Among the many sources for Caldecott's art are the wood engravings of Thomas Bewick and James Cooper, the latter having been instrumental in obtaining the early commission for Caldecott to illustrate Washington Irving. Other influences, which reflect his historicizing tendency, include the works of Thomas Gainsborough, George Morland, and Thomas Rowlandson. In his own century some of his more informal work reflects, none too palely, the compositions and rural sympathies of painters such as Stanhope Forbes and George Clausen. His illustrations were greatly admired by the painters Vincent Van Gogh and Paul Gauguin, and his influence is visible in, variously, the illustrations of Beatrix Potter, Arthur Rackham, Hugh Thomson and the Brocks, E. H. Shepherd, and Robert Lawson, the illustrator of The Story of Ferdinand (1937). With Walter Crane, a lifelong friend, he developed the practice of unifying the design of children's books, making them interesting and amusing by decoration and layout from the front cover to the back.
Caldecott was elected a member of the Institute of Painters in Water Colours (1882).
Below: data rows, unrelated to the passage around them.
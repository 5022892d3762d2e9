//! Field tables for the two fixed-size on-disk structures.
//!
//! Codecs place every field at the offset listed here; nothing relies on
//! in-memory struct layout matching the wire layout.
//!
//! ```text
//! Header (14 bytes):
//! ┌───────────┬─────────────┬──────────────┬───────────┐
//! │ Magic (4) │ Version (4) │ Reserved (2) │ Count (4) │
//! └───────────┴─────────────┴──────────────┴───────────┘
//!
//! Packet (14 + length bytes):
//! ┌──────────┬───────────────┬────────────┬────────────────────┐
//! │ Type (2) │ Timestamp (8) │ Length (4) │ Payload (length)   │
//! └──────────┴───────────────┴────────────┴────────────────────┘
//! ```

use std::ops::Range;

/// Byte order handling for a single field.
#[derive(Debug, Clone, Copy, PartialEq, Eq)]
pub enum FieldOrder {
    /// Always big-endian, whatever the file declares
    Canonical,
    /// Stored in the file's declared order
    Declared,
}

/// One fixed-width field of an on-disk structure.
#[derive(Debug, Clone, Copy, PartialEq, Eq)]
pub struct FieldSpec {
    /// Field name, for diagnostics
    pub name: &'static str,
    /// Byte offset from the start of the structure
    pub offset: usize,
    /// Width in bytes
    pub width: usize,
    /// How the field's byte order is chosen
    pub order: FieldOrder,
}

impl FieldSpec {
    const fn new(name: &'static str, offset: usize, width: usize, order: FieldOrder) -> Self {
        FieldSpec {
            name,
            offset,
            width,
            order,
        }
    }

    /// Byte range the field occupies.
    pub const fn range(&self) -> Range<usize> {
        self.offset..self.offset + self.width
    }

    /// First byte past the field.
    pub const fn end(&self) -> usize {
        self.offset + self.width
    }
}

/// Header fields.
pub mod header {
    use super::{FieldOrder, FieldSpec};

    /// Format identifier
    pub const MAGIC: FieldSpec = FieldSpec::new("magic", 0, 4, FieldOrder::Canonical);
    /// Format version
    pub const VERSION: FieldSpec = FieldSpec::new("version", 4, 4, FieldOrder::Declared);
    /// Padding, written as zero
    pub const RESERVED: FieldSpec = FieldSpec::new("reserved", 8, 2, FieldOrder::Declared);
    /// Number of packets in the file
    pub const COUNT: FieldSpec = FieldSpec::new("count", 10, 4, FieldOrder::Declared);

    /// All header fields in wire order.
    pub const FIELDS: [FieldSpec; 4] = [MAGIC, VERSION, RESERVED, COUNT];
}

/// Packet prefix fields.
pub mod packet {
    use super::{FieldOrder, FieldSpec};

    /// Application-defined type tag
    pub const TYPE: FieldSpec = FieldSpec::new("type", 0, 2, FieldOrder::Declared);
    /// Signed time value
    pub const TIMESTAMP: FieldSpec = FieldSpec::new("timestamp", 2, 8, FieldOrder::Declared);
    /// Payload byte count
    pub const LENGTH: FieldSpec = FieldSpec::new("length", 10, 4, FieldOrder::Declared);

    /// All prefix fields in wire order.
    pub const FIELDS: [FieldSpec; 3] = [TYPE, TIMESTAMP, LENGTH];
}

/// Size of the file header in bytes.
pub const HEADER_SIZE: usize = header::COUNT.end();

/// Size of a packet prefix in bytes.
pub const PACKET_PREFIX_SIZE: usize = packet::LENGTH.end();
He exhibited in the institute's galleries in 1883 and 1885, at the Royal Academy (1876, 1878, and 1882), and at the Grosvenor Gallery (1878). In 1879 he bought a house at Kemsing, near Sevenoaks, Kent. He met and on 18 March 1880 married a Kentish woman, Marian Harriet, daughter of Frederick William Brind, a merchant. The couple had no children. The poor health that had dogged Caldecott's childhood affected him throughout his life, but he tended to play down his condition and continued to work at a prodigious pace. One unidentified friend remarked: ‘The quality and quantity of his work done manfully for years under these painful conditions was heroic, and to the anxious enquiries of friends he was always “quite well”, although unable to mount two flights of stairs’ (DNB).
Caldecott was well rewarded financially for his work. His earnings enabled him to travel, and he and his wife spent winters in the south of France or Italy. In the autumn of 1885 the couple travelled to the United States, where he engaged himself in studies of American life and manners for The Graphic. Weakened by a long transatlantic crossing, however, he died, aged thirty-nine, in St Augustine, Florida, on 12 February 1886. There are memorials to him in Chester Cathedral and Westminster Abbey, the latter designed by Alfred Gilbert.
James Hamilton
Sources H. Blackburn, Randolph Caldecott: a personal memoir of his early art career (1886); new edn (1890) · R. K. Engen, Randolph Caldecott, ‘lord of the nursery’ (1976) · M. G. Davies, Randolph Caldecott (1946) · M. Hutchins, Yours pictorially: illustrated letters of Randolph Caldecott (1976) · R. K. Engen, Randolph Caldecott: a Christmas exhibition of the work of the Victorian book illustrator (1977) [exhibition catalogue, Man. City Gall., 13 Dec 1977 – 28 Jan 1978] · N. Finlay, Randolph Caldecott: a checklist of the Caroline Miller Parker collection, Houghton Library, Harvard (1986) · B. Alderson, Sing a song for sixpence: the English picture book tradition and Randolph Caldecott (1986) · Manchester Quarterly (July 1886) · Manchester Courier (16 Feb 1886)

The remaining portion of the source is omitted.